▶ [Try it]:
Look through the data that follows and say how many of its lines contain "SegmentError", giving the number only.
- - -
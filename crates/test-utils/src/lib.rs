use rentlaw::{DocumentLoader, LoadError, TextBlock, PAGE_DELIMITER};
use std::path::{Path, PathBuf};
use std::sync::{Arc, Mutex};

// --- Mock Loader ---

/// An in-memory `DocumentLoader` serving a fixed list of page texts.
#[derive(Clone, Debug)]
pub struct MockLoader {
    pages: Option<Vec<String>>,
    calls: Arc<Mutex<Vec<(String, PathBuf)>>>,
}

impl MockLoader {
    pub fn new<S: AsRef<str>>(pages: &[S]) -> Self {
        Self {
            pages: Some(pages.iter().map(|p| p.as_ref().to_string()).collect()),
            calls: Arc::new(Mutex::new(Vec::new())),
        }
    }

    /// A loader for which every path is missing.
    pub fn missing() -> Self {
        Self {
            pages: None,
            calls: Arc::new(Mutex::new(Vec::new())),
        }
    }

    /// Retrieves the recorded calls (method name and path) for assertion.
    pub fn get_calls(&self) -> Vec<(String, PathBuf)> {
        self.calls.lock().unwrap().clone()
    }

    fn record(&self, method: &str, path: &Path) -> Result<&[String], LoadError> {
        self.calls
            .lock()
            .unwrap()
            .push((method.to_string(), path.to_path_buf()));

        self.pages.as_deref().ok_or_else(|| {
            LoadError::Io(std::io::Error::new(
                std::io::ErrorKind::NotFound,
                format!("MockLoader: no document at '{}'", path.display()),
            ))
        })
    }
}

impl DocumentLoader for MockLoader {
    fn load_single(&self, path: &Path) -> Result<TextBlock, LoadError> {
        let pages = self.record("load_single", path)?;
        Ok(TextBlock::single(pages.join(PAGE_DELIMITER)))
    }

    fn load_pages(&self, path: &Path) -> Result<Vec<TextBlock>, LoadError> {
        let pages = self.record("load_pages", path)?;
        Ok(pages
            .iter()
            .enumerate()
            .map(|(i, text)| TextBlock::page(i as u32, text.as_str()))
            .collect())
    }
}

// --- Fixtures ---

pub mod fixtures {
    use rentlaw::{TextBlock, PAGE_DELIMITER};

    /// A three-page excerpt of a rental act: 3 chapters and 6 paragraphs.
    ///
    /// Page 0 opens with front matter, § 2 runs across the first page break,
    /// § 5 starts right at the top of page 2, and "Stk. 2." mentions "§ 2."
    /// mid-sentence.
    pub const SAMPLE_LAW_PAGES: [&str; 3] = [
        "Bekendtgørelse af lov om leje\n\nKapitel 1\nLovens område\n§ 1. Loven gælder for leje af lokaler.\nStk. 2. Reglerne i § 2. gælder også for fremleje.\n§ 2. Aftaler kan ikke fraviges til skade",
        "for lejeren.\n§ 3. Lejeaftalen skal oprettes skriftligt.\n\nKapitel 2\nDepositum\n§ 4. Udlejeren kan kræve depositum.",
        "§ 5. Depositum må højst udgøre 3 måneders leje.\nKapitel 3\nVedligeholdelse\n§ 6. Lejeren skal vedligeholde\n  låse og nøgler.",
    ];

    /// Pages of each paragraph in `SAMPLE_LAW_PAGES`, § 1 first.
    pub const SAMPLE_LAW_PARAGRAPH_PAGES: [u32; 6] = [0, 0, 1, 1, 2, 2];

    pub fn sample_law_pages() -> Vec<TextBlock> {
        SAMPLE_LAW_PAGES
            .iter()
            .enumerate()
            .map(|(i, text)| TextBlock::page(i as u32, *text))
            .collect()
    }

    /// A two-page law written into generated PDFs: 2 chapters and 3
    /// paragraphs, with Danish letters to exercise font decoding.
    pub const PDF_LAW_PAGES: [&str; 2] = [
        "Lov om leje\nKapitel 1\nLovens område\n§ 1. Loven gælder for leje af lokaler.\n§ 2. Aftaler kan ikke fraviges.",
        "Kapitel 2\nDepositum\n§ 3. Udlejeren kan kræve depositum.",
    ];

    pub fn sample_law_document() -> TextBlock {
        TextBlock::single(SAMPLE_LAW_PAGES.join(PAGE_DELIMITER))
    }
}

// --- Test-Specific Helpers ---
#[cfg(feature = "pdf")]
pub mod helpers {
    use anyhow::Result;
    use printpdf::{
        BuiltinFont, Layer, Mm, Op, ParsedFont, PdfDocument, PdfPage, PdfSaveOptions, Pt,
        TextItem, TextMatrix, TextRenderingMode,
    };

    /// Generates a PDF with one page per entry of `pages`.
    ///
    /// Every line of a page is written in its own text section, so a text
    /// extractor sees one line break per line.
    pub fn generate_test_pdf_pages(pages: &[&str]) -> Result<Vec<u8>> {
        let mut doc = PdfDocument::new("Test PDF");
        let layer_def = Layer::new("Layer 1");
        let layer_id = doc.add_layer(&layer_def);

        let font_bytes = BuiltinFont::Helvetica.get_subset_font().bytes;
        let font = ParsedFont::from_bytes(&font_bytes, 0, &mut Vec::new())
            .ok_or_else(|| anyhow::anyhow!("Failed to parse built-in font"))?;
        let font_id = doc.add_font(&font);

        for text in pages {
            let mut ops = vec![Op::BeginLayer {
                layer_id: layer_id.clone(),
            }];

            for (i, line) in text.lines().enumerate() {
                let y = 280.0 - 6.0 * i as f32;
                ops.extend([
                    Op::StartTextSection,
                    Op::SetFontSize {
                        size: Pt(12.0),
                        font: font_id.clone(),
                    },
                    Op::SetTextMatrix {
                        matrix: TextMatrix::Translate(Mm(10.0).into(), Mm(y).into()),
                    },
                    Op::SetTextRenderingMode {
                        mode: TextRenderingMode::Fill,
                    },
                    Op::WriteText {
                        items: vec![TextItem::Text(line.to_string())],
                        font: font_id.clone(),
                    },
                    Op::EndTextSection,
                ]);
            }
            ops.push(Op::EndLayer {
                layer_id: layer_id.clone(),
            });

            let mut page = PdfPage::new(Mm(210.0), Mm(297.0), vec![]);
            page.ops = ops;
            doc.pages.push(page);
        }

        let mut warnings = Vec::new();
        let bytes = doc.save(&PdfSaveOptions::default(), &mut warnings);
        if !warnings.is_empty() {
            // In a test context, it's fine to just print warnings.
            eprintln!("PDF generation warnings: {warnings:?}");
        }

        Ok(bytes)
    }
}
- - -
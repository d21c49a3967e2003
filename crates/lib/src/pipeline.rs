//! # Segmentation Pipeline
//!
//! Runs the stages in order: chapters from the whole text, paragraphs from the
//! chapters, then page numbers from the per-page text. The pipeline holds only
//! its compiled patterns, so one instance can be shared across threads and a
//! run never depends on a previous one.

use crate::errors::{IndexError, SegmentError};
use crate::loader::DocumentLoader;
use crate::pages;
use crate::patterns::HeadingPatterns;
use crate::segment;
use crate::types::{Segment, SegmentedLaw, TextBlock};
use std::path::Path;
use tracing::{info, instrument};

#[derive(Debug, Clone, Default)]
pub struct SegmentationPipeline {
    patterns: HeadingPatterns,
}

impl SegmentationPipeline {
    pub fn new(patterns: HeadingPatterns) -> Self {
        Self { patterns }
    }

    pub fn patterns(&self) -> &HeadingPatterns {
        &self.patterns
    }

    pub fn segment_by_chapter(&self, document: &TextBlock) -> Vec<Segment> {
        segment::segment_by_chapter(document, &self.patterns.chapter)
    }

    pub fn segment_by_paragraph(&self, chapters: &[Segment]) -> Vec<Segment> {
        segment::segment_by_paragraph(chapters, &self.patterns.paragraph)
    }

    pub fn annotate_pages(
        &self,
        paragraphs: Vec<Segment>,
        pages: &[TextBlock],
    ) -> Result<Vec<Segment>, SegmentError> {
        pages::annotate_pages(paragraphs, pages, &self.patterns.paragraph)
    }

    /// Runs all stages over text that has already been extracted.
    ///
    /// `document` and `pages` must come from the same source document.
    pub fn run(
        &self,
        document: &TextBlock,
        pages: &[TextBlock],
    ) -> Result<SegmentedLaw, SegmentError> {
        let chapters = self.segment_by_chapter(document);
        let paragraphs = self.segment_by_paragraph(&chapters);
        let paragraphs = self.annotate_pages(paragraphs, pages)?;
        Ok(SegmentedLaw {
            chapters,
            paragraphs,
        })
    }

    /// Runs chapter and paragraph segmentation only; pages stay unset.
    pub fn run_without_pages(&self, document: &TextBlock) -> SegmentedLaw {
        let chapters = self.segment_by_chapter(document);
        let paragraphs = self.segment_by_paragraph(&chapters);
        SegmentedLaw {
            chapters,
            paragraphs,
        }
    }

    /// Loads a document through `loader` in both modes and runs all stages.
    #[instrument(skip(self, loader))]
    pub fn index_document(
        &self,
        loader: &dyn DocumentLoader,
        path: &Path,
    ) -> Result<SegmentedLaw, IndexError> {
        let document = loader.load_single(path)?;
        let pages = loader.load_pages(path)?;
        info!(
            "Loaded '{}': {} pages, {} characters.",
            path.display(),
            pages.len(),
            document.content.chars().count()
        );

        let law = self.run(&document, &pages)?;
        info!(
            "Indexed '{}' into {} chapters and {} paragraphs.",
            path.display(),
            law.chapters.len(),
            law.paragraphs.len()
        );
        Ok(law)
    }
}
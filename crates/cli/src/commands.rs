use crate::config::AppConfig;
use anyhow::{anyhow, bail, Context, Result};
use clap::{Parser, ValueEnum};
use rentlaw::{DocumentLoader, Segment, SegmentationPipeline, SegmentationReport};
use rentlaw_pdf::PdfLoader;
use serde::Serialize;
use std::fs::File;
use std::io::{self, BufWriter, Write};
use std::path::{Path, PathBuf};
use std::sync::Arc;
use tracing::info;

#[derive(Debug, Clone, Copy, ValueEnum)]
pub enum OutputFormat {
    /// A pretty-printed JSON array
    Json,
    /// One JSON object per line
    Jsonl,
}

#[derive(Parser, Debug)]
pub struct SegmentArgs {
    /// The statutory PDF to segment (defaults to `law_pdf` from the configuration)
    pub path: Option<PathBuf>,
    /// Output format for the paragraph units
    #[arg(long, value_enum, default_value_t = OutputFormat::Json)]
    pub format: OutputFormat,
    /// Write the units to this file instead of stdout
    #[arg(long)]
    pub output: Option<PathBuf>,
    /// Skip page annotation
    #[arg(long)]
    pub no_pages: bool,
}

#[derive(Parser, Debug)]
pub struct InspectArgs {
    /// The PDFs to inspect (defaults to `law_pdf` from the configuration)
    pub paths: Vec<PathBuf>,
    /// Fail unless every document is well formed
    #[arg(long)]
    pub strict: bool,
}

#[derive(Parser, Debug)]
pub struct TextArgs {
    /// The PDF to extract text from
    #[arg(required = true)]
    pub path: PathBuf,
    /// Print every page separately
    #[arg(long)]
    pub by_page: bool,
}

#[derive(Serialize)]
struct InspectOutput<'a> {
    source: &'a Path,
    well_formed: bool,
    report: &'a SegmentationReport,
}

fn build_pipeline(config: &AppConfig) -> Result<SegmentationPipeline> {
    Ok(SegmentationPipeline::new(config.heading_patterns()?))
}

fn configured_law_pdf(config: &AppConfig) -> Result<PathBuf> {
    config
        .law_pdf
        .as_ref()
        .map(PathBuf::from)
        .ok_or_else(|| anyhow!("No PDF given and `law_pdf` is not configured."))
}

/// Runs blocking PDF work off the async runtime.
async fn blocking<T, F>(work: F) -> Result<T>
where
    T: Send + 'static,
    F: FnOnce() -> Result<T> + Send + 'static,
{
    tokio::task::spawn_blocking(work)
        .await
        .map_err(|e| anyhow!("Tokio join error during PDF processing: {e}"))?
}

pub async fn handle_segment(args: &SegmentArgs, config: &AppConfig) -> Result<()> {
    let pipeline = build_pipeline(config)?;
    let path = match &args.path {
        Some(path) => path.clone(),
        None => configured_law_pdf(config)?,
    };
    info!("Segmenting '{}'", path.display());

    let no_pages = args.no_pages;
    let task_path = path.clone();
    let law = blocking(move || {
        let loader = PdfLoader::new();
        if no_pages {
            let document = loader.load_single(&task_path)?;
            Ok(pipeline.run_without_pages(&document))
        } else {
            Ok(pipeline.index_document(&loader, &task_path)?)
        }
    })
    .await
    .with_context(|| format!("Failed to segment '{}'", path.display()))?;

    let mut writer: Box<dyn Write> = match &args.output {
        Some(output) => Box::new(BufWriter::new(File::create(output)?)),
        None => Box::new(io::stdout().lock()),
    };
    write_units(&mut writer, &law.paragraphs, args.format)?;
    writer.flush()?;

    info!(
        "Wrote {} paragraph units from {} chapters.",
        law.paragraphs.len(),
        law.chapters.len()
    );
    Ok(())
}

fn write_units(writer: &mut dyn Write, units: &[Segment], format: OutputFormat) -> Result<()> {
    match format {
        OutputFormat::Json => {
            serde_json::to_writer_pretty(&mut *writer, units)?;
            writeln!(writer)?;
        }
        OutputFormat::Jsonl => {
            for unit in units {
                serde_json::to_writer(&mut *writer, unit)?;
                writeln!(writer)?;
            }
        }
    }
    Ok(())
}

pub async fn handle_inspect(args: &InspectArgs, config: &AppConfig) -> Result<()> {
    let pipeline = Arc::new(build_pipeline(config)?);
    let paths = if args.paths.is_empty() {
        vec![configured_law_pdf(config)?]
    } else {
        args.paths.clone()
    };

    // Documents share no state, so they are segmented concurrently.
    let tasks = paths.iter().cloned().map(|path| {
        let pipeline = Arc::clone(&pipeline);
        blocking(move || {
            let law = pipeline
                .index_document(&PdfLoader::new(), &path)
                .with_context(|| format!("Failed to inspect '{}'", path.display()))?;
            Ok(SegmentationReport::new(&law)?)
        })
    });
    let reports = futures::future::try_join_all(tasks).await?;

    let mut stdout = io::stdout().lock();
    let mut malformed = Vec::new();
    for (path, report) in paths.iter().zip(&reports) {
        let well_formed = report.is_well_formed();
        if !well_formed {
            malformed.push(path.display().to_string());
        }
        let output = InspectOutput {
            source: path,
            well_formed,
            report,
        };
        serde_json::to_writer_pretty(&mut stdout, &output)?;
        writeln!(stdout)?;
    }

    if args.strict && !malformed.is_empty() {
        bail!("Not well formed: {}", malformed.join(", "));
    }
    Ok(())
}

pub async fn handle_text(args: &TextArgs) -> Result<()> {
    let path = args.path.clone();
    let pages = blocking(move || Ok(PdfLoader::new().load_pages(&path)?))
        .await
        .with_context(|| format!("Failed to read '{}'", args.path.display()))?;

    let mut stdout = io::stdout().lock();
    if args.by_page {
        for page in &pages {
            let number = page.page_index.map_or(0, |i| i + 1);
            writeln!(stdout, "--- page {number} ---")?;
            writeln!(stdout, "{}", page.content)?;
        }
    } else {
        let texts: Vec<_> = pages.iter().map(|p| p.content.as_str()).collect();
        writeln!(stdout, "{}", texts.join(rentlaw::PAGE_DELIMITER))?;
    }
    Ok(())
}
- - -
▶ [Result of this task]:
3